- Directed by: Joel Potrykus
- Written by: Joel Potrykus
- Produced by: Joel Potrykus Ashley Young Michael Saunders Kevin Clancy Tim Saunders
- Starring: Joshua Burge Joel Potrykus Teri Ann Nelson Joe Anderson Chris Kotcher Katie Call Alan Longstreet Crystal Hilliard Rico Bruce Wade Michael Cunningham Lisa Mueller Scott Basden Trpl Blk
- Cinematography: Adam J. Minnick
- Distributed by: Oscilloscope Laboratories
- Release dates: March 8, 2014 (SXSW); March 6, 2015;
- Running time: 97 minutes
- Country: United States

= Buzzard (film) =

2014 American black comedy film

Buzzard is a 2014 American independent black comedy film written and directed by Joel Potrykus, starring Joshua Burge as Marty Jackitansky.

==Plot==
The film follows angry mortgage temp Marty as he cooks up small scams against the hated corporate world he's stuck in. Frustrated by the boring nature of his work and the low pay, Marty uses his low level crime as an outlet to rebel. He goes to a bank and opens checking accounts to get free deposits, takes items from his job to a local office supplies store for fraudulent refunds and intentionally injures his hand for workers’ compensation. One day on the job at First National Bank, Marty swipes a stack of refund checks from the company, then forges the payees' signatures to sign several of the checks over to himself. Later Marty's boss, Carol, tells him that the company receives images of the checks when they are cashed and can see who is cashing them. Fearing his scheme will be discovered, Marty goes into hiding at his co-worker, Derek Skiba's basement.

While in hiding, Marty wastes his days playing video games, goofing off with Derek and sucking down Mountain Dew and frozen pizzas. He also starts crafting a weapon made out of steak knives and a Nintendo Power Glove inspired by Freddy Krueger's bladed glove from the Nightmare on Elm Street movies. Derek tells Carol that Marty is sick and can't come into work, but bungles the lie and Marty soon begins to think Carol is close to discovering what happened to the checks. Marty starts to run low on cash, and on a trip to the convenience store at Derek's behest the cashier cheats him out of five dollars, with security cameras capturing Marty trashing a store display in response.
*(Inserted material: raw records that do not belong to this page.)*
use log::debug;
use serde::{Deserialize, Serialize};

use crate::circuit::{Circuit, GateId};
use crate::error::{EvaluationError, EvaluationWarning, ServiceError};
use crate::service::{EvaluationService, PerformanceInfo, Strategy};
use crate::sim::Element;

/// Parameters of a clock cycle
#[derive(Debug, Clone, PartialEq, Eq, Serialize, Deserialize)]
#[serde(rename_all = "camelCase")]
pub struct ClockCycleContext {
    /// Clock gate to drive
    pub clock_id: GateId,
    /// Bound on delayed passes after each clock transition
    pub max_iterations: usize,
}

impl ClockCycleContext {
    /// Drive the given clock, with the usual iteration bound
    pub fn new(clock_id: impl Into<GateId>) -> ClockCycleContext {
        ClockCycleContext {
            clock_id: clock_id.into(),
            max_iterations: 50,
        }
    }
}

/// Outcome of a clock cycle
#[derive(Debug, Clone, PartialEq, Serialize)]
#[serde(rename_all = "camelCase")]
pub struct ClockCycleResult {
    /// Circuit after the cycle, with the clock low
    pub circuit: Circuit,
    /// Whether the output of any D flip-flop changed
    pub flip_flops_changed: bool,
    /// Measurements
    pub performance_info: PerformanceInfo,
    /// Problems that did not prevent the evaluation
    pub warnings: Vec<EvaluationWarning>,
}

impl EvaluationService {
    /// Drive a clock low, high, then low again, letting the circuit settle after each transition
    ///
    /// The clock output is forced, so the cycle does not depend on time. Each transition is
    /// followed by delayed passes until no output changes, or until the iteration bound; a
    /// circuit still changing at the bound is reported as a warning.
    pub fn execute_clock_cycle(
        &mut self,
        circuit: &Circuit,
        cycle: &ClockCycleContext,
    ) -> Result<ClockCycleResult, ServiceError> {
        let mut call = self.start(circuit)?;
        let net = &call.net;
        let clk = net
            .index_of(cycle.clock_id.as_str())
            .filter(|i| matches!(net.node(*i).element, Element::Clock(_)))
            .ok_or_else(|| ServiceError::CircuitInvalid {
                errors: vec![EvaluationError::invalid_gate(
                    &cycle.clock_id,
                    "no clock gate with this id",
                )],
            })?;
        let flip_flops: Vec<usize> = (0..net.nb_nodes())
            .filter(|i| matches!(net.node(*i).element, Element::DFlipFlop(_)))
            .collect();
        let before: Vec<Vec<bool>> = flip_flops
            .iter()
            .map(|i| net.node(*i).outputs.clone())
            .collect();

        for level in [false, true, false] {
            call.net.force_output(clk, Some(level));
            if !self.run_until_stable(&mut call, cycle.max_iterations)? {
                debug!(
                    "Clock {} at level {}: still changing after {} passes",
                    cycle.clock_id, level as u8, cycle.max_iterations
                );
                call.ctx.warnings.push(EvaluationWarning::circuit(format!(
                    "circuit still changing after {} passes with {} {}",
                    cycle.max_iterations,
                    cycle.clock_id,
                    if level { "high" } else { "low" }
                )));
            }
        }
        call.net.force_output(clk, None);

        let changed = flip_flops
            .iter()
            .zip(before.iter())
            .any(|(i, b)| call.net.node(*i).outputs != *b);
        debug!(
            "Clock cycle on {}: {} passes, flip-flops changed: {}",
            cycle.clock_id, call.passes, changed
        );
        let response = self.finish(circuit, call, Strategy::Delayed, false)?;
        Ok(ClockCycleResult {
            circuit: response.circuit,
            flip_flops_changed: changed,
            performance_info: response.performance_info,
            warnings: response.warnings,
        })
    }
}

#[cfg(test)]
mod tests {
    use super::*;
    use crate::circuit::generators::{basic, sequential};
    use crate::circuit::{Gate, GateKind};
    use crate::error::ServiceErrorKind;
    use crate::service::ServiceConfig;
    use crate::sim::FixedTime;

    #[test]
    fn test_toggle() {
        let mut s = EvaluationService::with_time(ServiceConfig::default(), FixedTime(0));
        let ctx = ClockCycleContext::new("CLK");
        let mut c = sequential::toggle_flip_flop(1.0);
        let mut values = Vec::new();
        for _ in 0..4 {
            let r = s.execute_clock_cycle(&c, &ctx).unwrap();
            assert!(r.flip_flops_changed);
            c = r.circuit;
            values.push(c.output_of("Q"));
            assert_eq!(c.output_of("CLK"), Some(false));
        }
        assert_eq!(
            values,
            vec![Some(true), Some(false), Some(true), Some(false)]
        );
        let meta = &c.gate("FF").unwrap().metadata;
        assert_eq!(meta.q_output, Some(false));
        assert_eq!(meta.previous_clock_state, Some(false));
    }

    #[test]
    fn test_capture() {
        // D held low: the first cycle does not change the flip-flop
        let mut c = sequential::toggle_flip_flop(1.0);
        c.wires.retain(|w| w.to.gate_id.as_str() != "FF" || w.to.pin_index != 0);
        let mut s = EvaluationService::with_time(ServiceConfig::default(), FixedTime(0));
        let r = s.execute_clock_cycle(&c, &ClockCycleContext::new("CLK")).unwrap();
        assert!(!r.flip_flops_changed);
        assert_eq!(r.circuit.output_of("FF"), Some(false));
    }

    #[test]
    fn test_free_running_loop() {
        // An oscillating ring next to the flip-flop does not prevent the cycle
        let mut c = sequential::toggle_flip_flop(1.0);
        let ring: Vec<GateId> = (0..3)
            .map(|i| c.add(Gate::new(format!("R{i}"), GateKind::Not)))
            .collect();
        for i in 0..3 {
            c.connect(&ring[i], 0, &ring[(i + 1) % 3], 0);
        }
        let mut s = EvaluationService::with_time(ServiceConfig::default(), FixedTime(0));
        let r = s
            .execute_clock_cycle(&c, &ClockCycleContext::new("CLK"))
            .unwrap();
        assert!(r.flip_flops_changed);
        assert_eq!(r.circuit.output_of("Q"), Some(true));
        assert_eq!(r.warnings.len(), 3);
        assert!(r.warnings.iter().all(|w| w.gate_id.is_none()));
        assert_eq!(r.performance_info.passes, 150);
    }

    #[test]
    fn test_not_a_clock() {
        let mut s = EvaluationService::default();
        let e = s
            .execute_clock_cycle(&basic::half_adder(true, true), &ClockCycleContext::new("A"))
            .unwrap_err();
        assert_eq!(e.kind(), ServiceErrorKind::CircuitInvalid);
    }
}
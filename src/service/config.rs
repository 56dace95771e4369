use std::fmt;

use serde::{Deserialize, Serialize};

use crate::sim::Limits;

/// Evaluation strategy
#[derive(Debug, Clone, Copy, PartialEq, Eq, Hash, Default, Serialize, Deserialize)]
#[serde(rename_all = "lowercase")]
pub enum Strategy {
    /// Immediate for circuits without combinational cycles, delayed otherwise
    #[default]
    Auto,
    /// Single pass in dependency order
    Immediate,
    /// Single pass with one step of delay per gate
    Delayed,
}

impl fmt::Display for Strategy {
    fn fmt(&self, f: &mut fmt::Formatter<'_>) -> fmt::Result {
        match self {
            Strategy::Auto => write!(f, "auto"),
            Strategy::Immediate => write!(f, "immediate"),
            Strategy::Delayed => write!(f, "delayed"),
        }
    }
}

/// Configuration of the evaluation service
///
/// Every field has a default, so that an empty document is a valid configuration.
#[derive(Debug, Clone, PartialEq, Serialize, Deserialize)]
#[serde(rename_all = "camelCase", default)]
pub struct ServiceConfig {
    /// Strategy used by [`evaluate`](crate::service::EvaluationService::evaluate)
    pub strategy: Strategy,
    /// Bound on delayed passes when waiting for a circuit to settle
    pub max_settle_iterations: usize,
    /// Wall-clock budget of one call, in milliseconds
    pub timeout_ms: u64,
    /// Maximum number of gates, counting the internals of custom gates
    pub max_gates: usize,
    /// Maximum nesting of custom gates
    pub max_custom_depth: usize,
}

impl Default for ServiceConfig {
    fn default() -> Self {
        ServiceConfig {
            strategy: Strategy::Auto,
            max_settle_iterations: 50,
            timeout_ms: 5000,
            max_gates: 100_000,
            max_custom_depth: 16,
        }
    }
}

impl ServiceConfig {
    /// Parse a configuration document
    pub fn from_json(s: &str) -> Result<ServiceConfig, serde_json::Error> {
        serde_json::from_str(s)
    }

    /// Limits used when building circuits
    pub fn limits(&self) -> Limits {
        Limits {
            max_custom_depth: self.max_custom_depth,
        }
    }
}

#[cfg(test)]
mod tests {
    use super::*;

    #[test]
    fn test_defaults() {
        let c = ServiceConfig::from_json("{}").unwrap();
        assert_eq!(c, ServiceConfig::default());
        assert_eq!(c.max_settle_iterations, 50);
        assert_eq!(c.limits().max_custom_depth, 16);
    }

    #[test]
    fn test_parse() {
        let c = ServiceConfig::from_json(r#"{"strategy": "delayed", "timeoutMs": 100}"#).unwrap();
        assert_eq!(c.strategy, Strategy::Delayed);
        assert_eq!(c.timeout_ms, 100);
        assert_eq!(c.max_gates, 100_000);
        assert!(ServiceConfig::from_json(r#"{"strategy": "fastest"}"#).is_err());
        assert_eq!(Strategy::Immediate.to_string(), "immediate");
    }
}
Fearing someone will discover him based on the tape, Marty hops a bus to Detroit, bringing along his modified Nintendo Power Glove. He uses up most of his remaining money when he stays at a hotel and orders room service. In the bathroom, Marty tends to his hand and discovers that the cut has become badly infected. Needing somewhere else to stay, Marty goes to a cheap motel for a night and illegally copies his room key. After checking out he breaks into the hotel to sleep, only to be discovered in the morning by a maid. The hotel manager confronts him and tries to call the police, but Marty threatens him with the glove and runs off. Marty tries to cash his remaining stolen checks at an ATM, but discovers that his account has been shut down. He then goes to a payday loan provider to attempt to cash the checks, but the owner finds the transaction suspicious and accuses Marty of fraud. The owner, having caught Marty on security camera and identified him using his drivers license, calls the police and tries to keep Marty in a back room. Marty slashes the owner in the face and neck with the glove to once again escape, and leaves the owner lying on the floor bleeding profusely.

Marty speaks on the phone with Derek and discovers that Carol has been fired. Believing this means the company won't discover his check scheme, Marty starts ecstatically racing down the street. Eventually Marty comes to an electronics store window full of TV screens, in which he sees himself caught on camera. On the center TV, he sees an image of himself walking away, and proceeds to do so.

==Cast==
- Joshua Burge as Marty Jackitansky
- Joel Potrykus as Derek

==Release==
Buzzard made its world premiere at SXSW in 2014, and its international premiere at the 2014 Locarno Film Festival. It received theatrical distribution in North America on March 6, 2015 through Oscilloscope Laboratories.

==Reception==
Buzzard has received generally favorable reviews from critics. Rotten Tomatoes gives the film a score of 87%, based on 45 reviews. Metacritic gave the film a rating of 77/100, based on 15 reviews.